田辺三菱製薬は、過敏性腸症候群(IBS)の再発症状改善薬「セレキノンS」(要指導医薬品)を、3日から全国で販売開始した。同品は、消化管運動調律剤トリメブチンマレイン酸塩を有効成分とし、IBSの再発症状を改善する日本初のOTC医薬品。昨年7月から九州・沖縄地区限定でテスト販売してきたが、「適正使用の啓発をサポートする体制が確立できたため、販売エリアを全国に拡大した」(同社)とする。
IBSは、腸に器質的な病変がないにもかかわらず、主にストレス等の原因により、腹痛や腹部不快感を伴う下痢や便秘などの便通異常が慢性的に繰り返される疾患で、日本では成人のIBS有病率は10~15%と言われている。多くの人は病気であるという認識がないため受診率も低く、繰り返す症状に悩まされている。そして、こうした状態がさらにストレスとなり、症状悪化のスパイラルに陥り、QOLの著しい低下にもつながってくる。
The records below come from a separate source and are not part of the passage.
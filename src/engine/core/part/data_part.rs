use std::collections::BTreeMap;
use std::fs;
use std::path::{Path, PathBuf};

use serde::{Deserialize, Serialize};
use tracing::debug;

use crate::engine::core::column::DataType;
use crate::engine::errors::{ConfigError, PartReadError};

#[derive(Debug, Clone, PartialEq, Eq, Serialize, Deserialize)]
pub struct NameAndType {
    pub name: String,
    #[serde(rename = "type")]
    pub data_type: DataType,
}

impl NameAndType {
    pub fn new(name: impl Into<String>, data_type: DataType) -> Self {
        Self {
            name: name.into(),
            data_type,
        }
    }
}

#[derive(Debug, Clone, Copy, PartialEq, Eq, Serialize, Deserialize)]
pub struct FileChecksum {
    pub file_size: u64,
    pub crc32: u32,
}

/// Metadata of one immutable part, stored next to its files as `part.json`.
#[derive(Debug, Clone, PartialEq, Serialize, Deserialize)]
pub struct DataPart {
    pub name: String,
    #[serde(skip)]
    pub path: PathBuf,
    pub marks_count: usize,
    pub rows_count: u64,
    pub columns: Vec<NameAndType>,
    #[serde(default)]
    pub checksums: BTreeMap<String, FileChecksum>,
}

impl DataPart {
    pub const METADATA_FILE: &'static str = "part.json";

    pub fn load(path: &Path) -> Result<Self, PartReadError> {
        if !path.is_dir() {
            return Err(ConfigError::PartPathMissing(path.to_path_buf()).into());
        }
        let metadata_path = path.join(Self::METADATA_FILE);
        let raw = fs::read(&metadata_path).map_err(|e| PartReadError::io(&metadata_path, e))?;
        let mut part: DataPart = serde_json::from_slice(&raw).map_err(|e| {
            ConfigError::Metadata(format!("{}: {e}", metadata_path.display()))
        })?;
        part.path = path.to_path_buf();
        debug!(
            target: "part_reader::part",
            part = %part.name,
            marks = part.marks_count,
            rows = part.rows_count,
            "Loaded part metadata"
        );
        Ok(part)
    }

    pub fn save(&self) -> Result<(), PartReadError> {
        let metadata_path = self.path.join(Self::METADATA_FILE);
        let raw = serde_json::to_vec_pretty(self)
            .map_err(|e| ConfigError::Metadata(e.to_string()))?;
        fs::write(&metadata_path, raw).map_err(|e| PartReadError::io(&metadata_path, e))
    }

    /// Size recorded for `file_name` in the checksums.
    pub fn file_size(&self, file_name: &str) -> Option<u64> {
        self.checksums.get(file_name).map(|c| c.file_size)
    }

    pub fn column(&self, name: &str) -> Option<&NameAndType> {
        self.columns.iter().find(|c| c.name == name)
    }
}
「セレキノンS」は、有効成分のトリメブチンマレイン酸塩(1日量の3錠中に300mg配合)が、ストレスなどで過敏になり、運動に異常を生じた腸の動きを正常化する。腸管運動が亢進している時は抑制し、低下している時は亢進させるというユニークな作用で腸管運動を正常化することで、下痢型・便秘型・混合型(下痢と便秘を繰り返す)など、いずれのタイプのIBSにも効果を発揮する。
同社が行ったIBS患者への調査では、9割以上が「IBSの予兆を感じる」としている(対象312人、複数回答)。具体的には、お腹(下痢)に不快感を感じる、軽い痛みを感じる、お腹がゴロゴロする、ハリを感じる、通常の便と違う便になる──などで、「セレキノンS」は予兆を感じた時から飲み始めることができ、症状が治まるまでお腹のつらい症状をコントロールする。
成人(15歳以上)1回1錠を、1日3回食前または食後に服用する。税別希望小売価格は20錠1780円。